Could you please explain “Averages are a quite different story” in detail? Thanks.
Most every disk has some form of cache. Performance differs greatly depending on whether there is a cache hit or miss. This implies that so far as cache benefits go random access might have cache hits quite often…or not. Reading the entire disk in a continuous fashion (such as via dd) will not ever hit cache (cache is still filled, and then burst for greater speed…but cache will never be read twice in this case and so re-filling the cache will always occur in this linear access).

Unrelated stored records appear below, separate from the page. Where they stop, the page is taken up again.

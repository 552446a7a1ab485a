// SPDX-License-Identifier: Apache-2.0 OR MIT
// Copyright (c) 2025-2026 naskel.com

//! Lattice diagnostic counters.
//!
//! All counters are thread-safe and can be read from any thread. They are
//! diagnostics, not control state: nothing in the engine branches on them.
//!
//! # Tracked Counters
//!
//! - `corrupt_records`: checksum mismatches observed on the read path
//! - `torn_wal_frames`: WAL tails discarded during recovery
//! - `checkpoints`: completed checkpoint cycles
//! - `wal_frames`: frames appended to the WAL
//! - `seqlock_retries`: record reads that had to retry against a writer
//! - `arena_growths`: capacity-doubling remap events
//! - `orphans_swept`: chunk continuations tombstoned by the open-time sweep

use std::sync::atomic::{AtomicU64, Ordering};

/// Diagnostic counters for one lattice handle.
///
/// All counters use `Relaxed` ordering for minimal overhead; values are
/// eventually consistent across threads.
#[derive(Debug, Default)]
pub struct LatticeMetrics {
    /// Checksum mismatches on the read path.
    pub corrupt_records: AtomicU64,
    /// Torn WAL tails discarded during recovery.
    pub torn_wal_frames: AtomicU64,
    /// Completed checkpoint cycles.
    pub checkpoints: AtomicU64,
    /// Frames appended to the WAL.
    pub wal_frames: AtomicU64,
    /// Seqlock read retries (writer raced a reader).
    pub seqlock_retries: AtomicU64,
    /// Arena capacity-doubling events.
    pub arena_growths: AtomicU64,
    /// Orphan chunk continuations swept at open.
    pub orphans_swept: AtomicU64,
}

impl LatticeMetrics {
    /// New instance with all counters at zero.
    #[must_use]
    pub const fn new() -> Self {
        Self {
            corrupt_records: AtomicU64::new(0),
            torn_wal_frames: AtomicU64::new(0),
            checkpoints: AtomicU64::new(0),
            wal_frames: AtomicU64::new(0),
            seqlock_retries: AtomicU64::new(0),
            arena_growths: AtomicU64::new(0),
            orphans_swept: AtomicU64::new(0),
        }
    }

    #[inline]
    pub fn inc_corrupt_records(&self) {
        self.corrupt_records.fetch_add(1, Ordering::Relaxed);
    }

    #[inline]
    pub fn inc_torn_wal_frames(&self) {
        self.torn_wal_frames.fetch_add(1, Ordering::Relaxed);
    }

    #[inline]
    pub fn inc_checkpoints(&self) {
        self.checkpoints.fetch_add(1, Ordering::Relaxed);
    }

    #[inline]
    pub fn inc_wal_frames(&self) {
        self.wal_frames.fetch_add(1, Ordering::Relaxed);
    }

    #[inline]
    pub fn inc_seqlock_retries(&self) {
        self.seqlock_retries.fetch_add(1, Ordering::Relaxed);
    }

    #[inline]
    pub fn inc_arena_growths(&self) {
        self.arena_growths.fetch_add(1, Ordering::Relaxed);
    }

    #[inline]
    pub fn add_orphans_swept(&self, n: u64) {
        self.orphans_swept.fetch_add(n, Ordering::Relaxed);
    }

    /// Consistent-enough snapshot of all counters.
    #[must_use]
    pub fn snapshot(&self) -> LatticeMetricsSnapshot {
        LatticeMetricsSnapshot {
            corrupt_records: self.corrupt_records.load(Ordering::Relaxed),
            torn_wal_frames: self.torn_wal_frames.load(Ordering::Relaxed),
            checkpoints: self.checkpoints.load(Ordering::Relaxed),
            wal_frames: self.wal_frames.load(Ordering::Relaxed),
            seqlock_retries: self.seqlock_retries.load(Ordering::Relaxed),
            arena_growths: self.arena_growths.load(Ordering::Relaxed),
            orphans_swept: self.orphans_swept.load(Ordering::Relaxed),
        }
    }
}

/// Point-in-time copy of [`LatticeMetrics`].
#[derive(Debug, Clone, Copy, Default, PartialEq, Eq)]
pub struct LatticeMetricsSnapshot {
    pub corrupt_records: u64,
    pub torn_wal_frames: u64,
    pub checkpoints: u64,
    pub wal_frames: u64,
    pub seqlock_retries: u64,
    pub arena_growths: u64,
    pub orphans_swept: u64,
}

Although not part of the disk itself, there is an effect of system ram being used as cache as well (one reason I like the detailed output of xosview…I recommend examining the ram listing under xosview…enlarge the gui window and watch the details as you run find on “/”…time the find, then time the find again a second time in a row). To some extent the system will cache/buffer disk reads and writes in main ram until something needs ram (the system tries to not waste ram and caches/buffers disk read/write until something else needs the ram, and then it reassigns the ram to whatever else needs it…performance will change depending on what other processes do to interfere with buffer/cache). Assuming you just wrote a file, and then go to read it back immediately, there is a possibility that both disk cache and system buffer will speed things up. However, this is not a guarantee, it depends on order of reading and writing and what other parts of the system may be using the disk in some independent operation (a disk dedicated to a single data purpose under a single program will be faster than a disk used for the operating system because cache and buffer will never be a miss due to other unrelated processes).
Example:
xosview &
# Enlarge the gui to see mem better.
sudo time find / > /dev/null
# Watch the buff/cache parts of xosview.
# Compare a faster time for an immediate second run.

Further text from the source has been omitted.